4. The control device of claim 1, wherein the arc furnace control module is adapted for controlling an electrical power supplied to the arc furnace dependent on the flicker value; and/or wherein the arc furnace control module is adapted for reducing the electrical power supplied to the arc furnace, when the flicker value is higher than a threshold value.

5. An arc furnace system, comprising: an arc furnace with at least one electrode for generating an arc with electrical energy; a control device for controlling an arc voltage and/or an arc current of an arc furnace according to one of the previous claims; a transformer for transforming a voltage from the grid into a voltage to be supplied to the arc furnace; a converter for converting the voltage from the transformer or from the grid into a voltage to be supplied to the electrode of the arc furnace or to the transformer.

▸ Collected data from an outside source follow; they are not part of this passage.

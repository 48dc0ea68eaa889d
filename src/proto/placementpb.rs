// Copyright 2023 RangeKV Project Authors. Licensed under Apache-2.0.

//! Messages and client binding for the `placementpb.Placement` directory
//! service.

use super::metapb;

#[derive(Clone, PartialEq, ::prost::Message)]
pub struct RequestHeader {
    /// The cluster the request is meant for. Zero is accepted by
    /// `GetMembers` only (the caller does not know the id yet).
    #[prost(uint64, tag = "1")]
    pub cluster_id: u64,
}

#[derive(Clone, PartialEq, ::prost::Message)]
pub struct ResponseHeader {
    #[prost(uint64, tag = "1")]
    pub cluster_id: u64,
}

#[derive(Clone, PartialEq, ::prost::Message)]
pub struct Member {
    #[prost(string, tag = "1")]
    pub name: String,
    #[prost(string, repeated, tag = "2")]
    pub client_urls: Vec<String>,
}

#[derive(Clone, PartialEq, ::prost::Message)]
pub struct GetMembersRequest {
    #[prost(message, optional, tag = "1")]
    pub header: Option<RequestHeader>,
}

#[derive(Clone, PartialEq, ::prost::Message)]
pub struct GetMembersResponse {
    #[prost(message, optional, tag = "1")]
    pub header: Option<ResponseHeader>,
    #[prost(message, repeated, tag = "2")]
    pub members: Vec<Member>,
    #[prost(message, optional, tag = "3")]
    pub leader: Option<Member>,
}

/// Used by both `GetRegion` (the region containing `key`) and
/// `GetPrevRegion` (the region immediately before the one containing `key`).
#[derive(Clone, PartialEq, ::prost::Message)]
pub struct GetRegionRequest {
    #[prost(message, optional, tag = "1")]
    pub header: Option<RequestHeader>,
    #[prost(bytes = "vec", tag = "2")]
    pub key: Vec<u8>,
}

#[derive(Clone, PartialEq, ::prost::Message)]
pub struct GetRegionResponse {
    #[prost(message, optional, tag = "1")]
    pub header: Option<ResponseHeader>,
    /// Absent when no region covers the requested key.
    #[prost(message, optional, tag = "2")]
    pub region: Option<metapb::Region>,
    #[prost(message, optional, tag = "3")]
    pub leader: Option<metapb::Peer>,
}

#[derive(Clone, PartialEq, ::prost::Message)]
pub struct GetStoreRequest {
    #[prost(message, optional, tag = "1")]
    pub header: Option<RequestHeader>,
    #[prost(uint64, tag = "2")]
    pub store_id: u64,
}

#[derive(Clone, PartialEq, ::prost::Message)]
pub struct GetStoreResponse {
    #[prost(message, optional, tag = "1")]
    pub header: Option<ResponseHeader>,
    #[prost(message, optional, tag = "2")]
    pub store: Option<metapb::Store>,
}

pub mod placement_client {
    use tonic::codegen::http::uri::PathAndQuery;
    use tonic::transport::Channel;

    use crate::proto::placementpb;

    macro_rules! unary {
        ($name:ident, $req:ty, $resp:ty, $path:literal) => {
            pub async fn $name(
                &mut self,
                request: impl tonic::IntoRequest<$req>,
            ) -> Result<tonic::Response<$resp>, tonic::Status> {
                self.inner.ready().await.map_err(|e| {
                    tonic::Status::unavailable(format!("service was not ready: {e}"))
                })?;
                let codec: tonic::codec::ProstCodec<$req, $resp> =
                    tonic::codec::ProstCodec::default();
                self.inner
                    .unary(
                        request.into_request(),
                        PathAndQuery::from_static($path),
                        codec,
                    )
                    .await
            }
        };
    }

    /// Unary client for the `placementpb.Placement` service.
    #[derive(Clone)]
    pub struct PlacementClient {
        inner: tonic::client::Grpc<Channel>,
    }

    impl PlacementClient {
        pub fn new(channel: Channel) -> Self {
            Self {
                inner: tonic::client::Grpc::new(channel),
            }
        }

        unary!(
            get_members,
            placementpb::GetMembersRequest,
            placementpb::GetMembersResponse,
            "/placementpb.Placement/GetMembers"
        );
        unary!(
            get_region,
            placementpb::GetRegionRequest,
            placementpb::GetRegionResponse,
            "/placementpb.Placement/GetRegion"
        );
        unary!(
            get_prev_region,
            placementpb::GetRegionRequest,
            placementpb::GetRegionResponse,
            "/placementpb.Placement/GetPrevRegion"
        );
        unary!(
            get_store,
            placementpb::GetStoreRequest,
            placementpb::GetStoreResponse,
            "/placementpb.Placement/GetStore"
        );
    }
}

6. A method for controlling an arc furnace, the method comprising: receiving grid voltage measurements from a grid supplying the arc furnace with electrical energy; determining a short-term flicker value to the arc furnace control module, the short-term flicker value being based on voltage measurements in the grid in an interval of 10 min; determining a long-term flicker value to the arc furnace control module, the long-term flicker value being based on voltage measurements in the grid in an interval of 2 h; determining an instantaneous flicker value from the grid voltage measurements, the instantaneous flicker value being based on grid voltage measurements in an interval of less than 10 s; controlling an arc current and/or an arc voltage of the arc furnace based on the instantaneous flicker value and controlling a converter for generating the arc current for the arc furnace.

7. The method of claim 6, further comprising: controlling an electrical power supplied to the arc furnace dependent on the instantaneous flicker value.

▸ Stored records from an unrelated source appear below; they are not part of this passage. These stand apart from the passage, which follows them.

impl Client<PlacementRpcClient> {
    /// Create a raw [`Client`] and connect to the cluster.
    ///
    /// Because the cluster is managed by a placement directory, the endpoints
    /// for the directory must be provided, not the store nodes. Include more
    /// than one endpoint if possible to avoid a single point of failure.
    ///
    /// # Examples
    /// ```rust,no_run
    /// # use rangekv_client::{Client, Result};
    /// # async fn example() -> Result<()> {
    /// let _client = Client::new(vec!["192.168.0.100:2379"]).await?;
    /// # Ok(())
    /// # }
    /// ```
    pub async fn new<S: Into<String>>(placement_endpoints: Vec<S>) -> Result<Self> {
        Self::new_with_config(placement_endpoints, Config::default()).await
    }

    /// Create a raw [`Client`] with a custom configuration.
    ///
    /// # Examples
    /// ```rust,no_run
    /// # use rangekv_client::{Client, Config, Result};
    /// # use std::time::Duration;
    /// # async fn example() -> Result<()> {
    /// let _client = Client::new_with_config(
    ///     vec!["192.168.0.100:2379"],
    ///     Config::default().with_timeout(Duration::from_secs(60)),
    /// )
    /// .await?;
    /// # Ok(())
    /// # }
    /// ```
    pub async fn new_with_config<S: Into<String>>(
        placement_endpoints: Vec<S>,
        config: Config,
    ) -> Result<Self> {
        let security_mgr = Arc::new(
            if let (Some(ca_path), Some(cert_path), Some(key_path)) =
                (&config.ca_path, &config.cert_path, &config.key_path)
            {
                SecurityManager::load(ca_path, cert_path, key_path)?
            } else {
                SecurityManager::default()
            },
        );

        let endpoints: Vec<String> = placement_endpoints.into_iter().map(Into::into).collect();
        let placement = Arc::new(
            PlacementRpcClient::connect(
                &endpoints,
                &security_mgr,
                config.timeout,
                config.placement_retry,
            )
            .await?,
        );
        let cluster_id = placement.cluster_id();
        let cache = Arc::new(RegionCache::new_with_ttl(
            placement.clone(),
            config.region_cache_ttl,
            config.region_cache_ttl_jitter,
        ));
        let transport: Arc<dyn KvTransport> =
            Arc::new(RpcClient::new(security_mgr, config.timeout));
        Ok(Client {
            cluster_id,
            placement,
            cache,
            transport,
            atomic: false,
        })
    }
}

8. The method of claim 6, reducing an electrical power supplied to the arc furnace, when the instantaneous flicker value is higher than a threshold value.

9. The method of claim 6, further comprising: wherein arc furnace voltage and current measurements for controlling the arc furnace are measured between a transformer, which is adapted for transforming a grid voltage into a voltage to be supplied to the arc furnace, and the arc furnace; wherein grid voltage measurements for determining the instantaneous flicker value are performed directly at the grid.

10. The control device of claim 2, wherein the arc furnace control module and the flicker module are implemented in a programmable logic controller.

11. The control device of claim 2, wherein the arc furnace control module is adapted for controlling an electrical power supplied to the arc furnace dependent on the flicker value; and/or wherein the arc furnace control module is adapted for reducing the electrical power supplied to the arc furnace, when the flicker value is higher than a threshold value.

12. The method of claim 7, reducing an electrical power supplied to the arc furnace, when the instantaneous flicker value is higher than a threshold value.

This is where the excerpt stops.